It appears that the front bolts that tighten the head bearings are both missing.  I'd ask why that is - the answer could be a deal breaker.  (Man, that compound looks like it got hit HARD.). Also, maybe the photo quality is to blame but there are areas of the ways that should not get much wear in normal opearation.  Those areas should still have some evidence of flaking on them.  If it is all gone it could be the result of some heavy duty rework on the ways to mask damage or excessive wear.

Rick


----------



## HiCap239 (Mar 3, 2017)

Surprman said:


> It appears that the front bolts that tighten the head bearings are both missing.  I'd ask why that is - the answer could be a deal breaker.  (Man, that compound looks like it got hit HARD.). Also, maybe the photo quality is to blame but there are areas of the ways that should not get much wear in normal opearation.  Those areas should still have some evidence of flaking on them.  If it is all gone it could be the result of some heavy duty rework on the ways to mask damage or excessive wear.
> 
> Rick


Wow, I never even noticed that. The seller is clueless to this. I am going to pass on this. Thanks for noticing that, you saved me a lot of hassle. I had planned to let the auction end then contact the seller and drive 175 miles up there to inspect it myself. No need to do that now. I did find a 1875 Logan lathe and am going to check that one out since it is within 40 minutes of me. Lathe looks very nice and the gentleman knows all about it and owned it for several years. I will take my tools so I can do a good inspection, he is good with that too. I am going to work out a trade deal for it. Wish me luck. I figure the Logans Lathes are as good as quality as Southbend Lathes. I don't know though there is just something that seems to draw me to the Southbend 9" lathes and for the life of me I do not know why.


----------



## brino (Mar 3, 2017)

@HiCap239 

That's probably the right call with that SouthBend discussed above. If those defects are on the surface, what else is hiding in the gear-box and carriage?
Not that it could not be fixed up, but it sounds like it would be a bigger project that the Enco you have now.

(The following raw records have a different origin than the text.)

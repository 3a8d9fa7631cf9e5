// Copyright (c) The conform Contributors
// SPDX-License-Identifier: MIT OR Apache-2.0

//! The test runner.
//!
//! The main structure in this module is [`TestRunner`], built with a [`TestRunnerBuilder`]. Tests
//! run against a user-supplied [`Environment`].

mod environment;
mod imp;

pub use environment::*;
pub use imp::*;
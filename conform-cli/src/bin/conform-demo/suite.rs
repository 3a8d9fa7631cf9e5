// Copyright (c) The conform Contributors
// SPDX-License-Identifier: MIT OR Apache-2.0

use conform_runner::{
    descriptor::{TestInfo, TestMetadata},
    outcome::TestError,
    registry::SuiteBuilder,
    runner::Environment,
};
use std::collections::{BTreeMap, BTreeSet};
use tracing::debug;

const SCRATCH_DIR: &str = "/conform";
const PAYLOAD: &[u8] = b"The quick brown fox jumps over the lazy dog";

/// A stand-in server: a flat namespace of files, plus byte-range locks held by owner.
#[derive(Debug, Default)]
pub(crate) struct MemoryEnv {
    files: BTreeMap<String, Vec<u8>>,
    locks: BTreeSet<(String, String)>,
    second_server: bool,
    secondary: Option<String>,
}

impl MemoryEnv {
    pub(crate) fn new(second_server: bool) -> Self {
        Self {
            second_server,
            ..Self::default()
        }
    }

    fn path(info: &TestInfo<'_>) -> String {
        format!("{SCRATCH_DIR}/{}", info.name)
    }

    fn owner(&self) -> &str {
        self.secondary.as_deref().unwrap_or("primary")
    }
}

impl Environment for MemoryEnv {
    type Connection = String;

    fn init(&mut self) -> Result<(), TestError> {
        self.files.insert(SCRATCH_DIR.to_owned(), Vec::new());
        debug!(dir = SCRATCH_DIR, "created scratch directory");
        Ok(())
    }

    fn finish(&mut self) -> Result<(), TestError> {
        self.files.clear();
        Ok(())
    }

    fn shut_down(&mut self) -> Result<(), TestError> {
        let owner = self.owner().to_owned();
        self.locks.retain(|(_, holder)| *holder != owner);
        Ok(())
    }

    fn secondary_connections(&self) -> Vec<(String, String)> {
        if self.second_server {
            vec![("server2".to_owned(), "server2".to_owned())]
        } else {
            Vec::new()
        }
    }

    fn set_secondary_connection(&mut self, connection: Option<String>) {
        self.secondary = connection;
    }
}

fn meta(summary: &str, flags: &[&str], code: &str, depends: &[&str]) -> TestMetadata {
    TestMetadata::new()
        .summary(summary)
        .flags(flags.iter().copied())
        .code(code)
        .depends(depends.iter().copied())
}

pub(crate) fn build() -> SuiteBuilder<MemoryEnv> {
    let mut suite = SuiteBuilder::new();
    suite
        .module("demo.st_write")
        .test(
            "testCreate",
            meta("CREATE a regular file", &["all", "create"], "MKFILE1", &[]),
            create,
        )
        .test(
            "testWrite",
            meta("WRITE to a new file", &["all", "write"], "WRT1", &["MKFILE1"]),
            write,
        )
        .test(
            "testRead",
            meta("READ back what was written", &["all", "read"], "RD1", &["WRT1"]),
            read,
        )
        .test(
            "testUnicodeName",
            meta("CREATE a file with a non-UTF-8 name", &["all", "create"], "COMP3", &[]),
            unicode_name,
        );

    suite
        .module("demo.st_lock")
        .predicate("blocking_locks", |_: &TestInfo<'_>, _: &mut MemoryEnv| false)
        .test(
            "testLock",
            meta("LOCK a byte range", &["all", "lock", "multiconn"], "LOCK1", &["MKFILE1"]),
            lock,
        )
        .test(
            "testBlockingLock",
            meta(
                "Blocking LOCK waits for a conflicting lock",
                &["all", "lock"],
                "LOCK18",
                &["LOCK1", "blocking_locks"],
            ),
            |_: &TestInfo<'_>, _: &mut MemoryEnv| Ok(()),
        )
        .test(
            "testDelegation",
            meta("OPEN grants a read delegation", &["all", "deleg"], "DELEG1", &[]),
            |_: &TestInfo<'_>, _: &mut MemoryEnv| {
                Err(TestError::fail_support("delegations are not supported"))
            },
        );
    suite
}

fn create(info: &TestInfo<'_>, env: &mut MemoryEnv) -> Result<(), TestError> {
    let path = MemoryEnv::path(info);
    if env.files.insert(path.clone(), Vec::new()).is_some() {
        return Err(TestError::pass_warn(format!("{path} already existed")));
    }
    Ok(())
}

fn write(_info: &TestInfo<'_>, env: &mut MemoryEnv) -> Result<(), TestError> {
    env.files
        .insert(format!("{SCRATCH_DIR}/data"), PAYLOAD.to_vec());
    Ok(())
}

fn read(_info: &TestInfo<'_>, env: &mut MemoryEnv) -> Result<(), TestError> {
    let data = env
        .files
        .get(&format!("{SCRATCH_DIR}/data"))
        .ok_or_else(|| TestError::fail("READ returned NFS4ERR_NOENT"))?;
    if data != PAYLOAD {
        return Err(TestError::fail("READ returned stale data"));
    }
    Ok(())
}

fn unicode_name(_info: &TestInfo<'_>, _env: &mut MemoryEnv) -> Result<(), TestError> {
    Err(TestError::fail("CREATE returned NFS4ERR_INVAL for a non-UTF-8 name"))
}

fn lock(info: &TestInfo<'_>, env: &mut MemoryEnv) -> Result<(), TestError> {
    let path = format!("{SCRATCH_DIR}/testCreate");
    if !env.files.contains_key(&path) {
        return Err(TestError::fail(format!("{path} is missing")));
    }
    let owner = env.owner().to_owned();
    if !env.locks.insert((path, owner)) {
        return Err(TestError::fail(format!("{} could not take the lock", info.code)));
    }
    Ok(())
}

Best of luck with the Logan, the circumstances around it sounds much better.
Please let us know how it goes.
-brino


----------



## woodchucker (Mar 3, 2017)

HiCap239 said:


> Yea, I noticed the compound too, not sure what caused that but it does look scary. What confuses me is if you picture the motor drive in the correct position the 3 cone pully's would not line up correctly. I have not seen one of these in person and I have not looked online to see how they come apart. It would have to come apart and be rotated 180 degrees on the countershaft for the 3 pully cones on the rear to correctly match up to the lathe. Then the linkage could be hooked up correctly. Then there is the email that he states that the motor only ones forward, no reverse. I might just let the auction end and contact him after to see if I can come up and look at it and make an offer. It makes me think the previous owner got it in parts and had no idea of how to put it back together. The seller has been good and emailed me a lot of pictures of it and has answered my questions. I am still leery and would rather inspect in in person before I buy.

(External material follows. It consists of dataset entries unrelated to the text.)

// Copyright (c) The conform Contributors
// SPDX-License-Identifier: MIT OR Apache-2.0

//! A small in-memory suite that exercises the conform runner end to end.

mod suite;

use clap::Parser;
use color_eyre::Result;
use conform_cli::SuiteApp;

fn main() -> Result<()> {
    color_eyre::install()?;
    let _ = enable_ansi_support::enable_ansi_support();

    let app = SuiteApp::parse();
    let output = app.init_output();
    let mut env = suite::MemoryEnv::new(app.second_server());

    let stdout = std::io::stdout();
    match app.exec(suite::build(), &mut env, output, &mut stdout.lock()) {
        Ok(code) => std::process::exit(code),
        Err(error) => {
            error.display_to_stderr(&output.stderr_styles());
            std::process::exit(error.process_exit_code())
        }
    }
}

The cones are in the correct orientation for the lathe. the cone on the motor drive can be reversed easily so that's what the user did.
I would ask why he reversed the assembly (for curiosity).
About the head bolts missing. I'm not sure they are. That head may have the socket bolts. Not sure of the age. Later models had sockets. Mine did not.


----------



## woodchucker (Mar 3, 2017)

Ask if all the gear have their teeth or are any missing teeth.
ask if anything is siezed up.


----------



## Glenn Brooks (Mar 3, 2017)

Ways can be shinny and smooth in photos and still be worn so badly you won't be able to make decent parts without a lot of aggravation.  Never hurts to take along a straight edge and put it on the ways to see how much gap there is near the headstock. 

Glenn


----------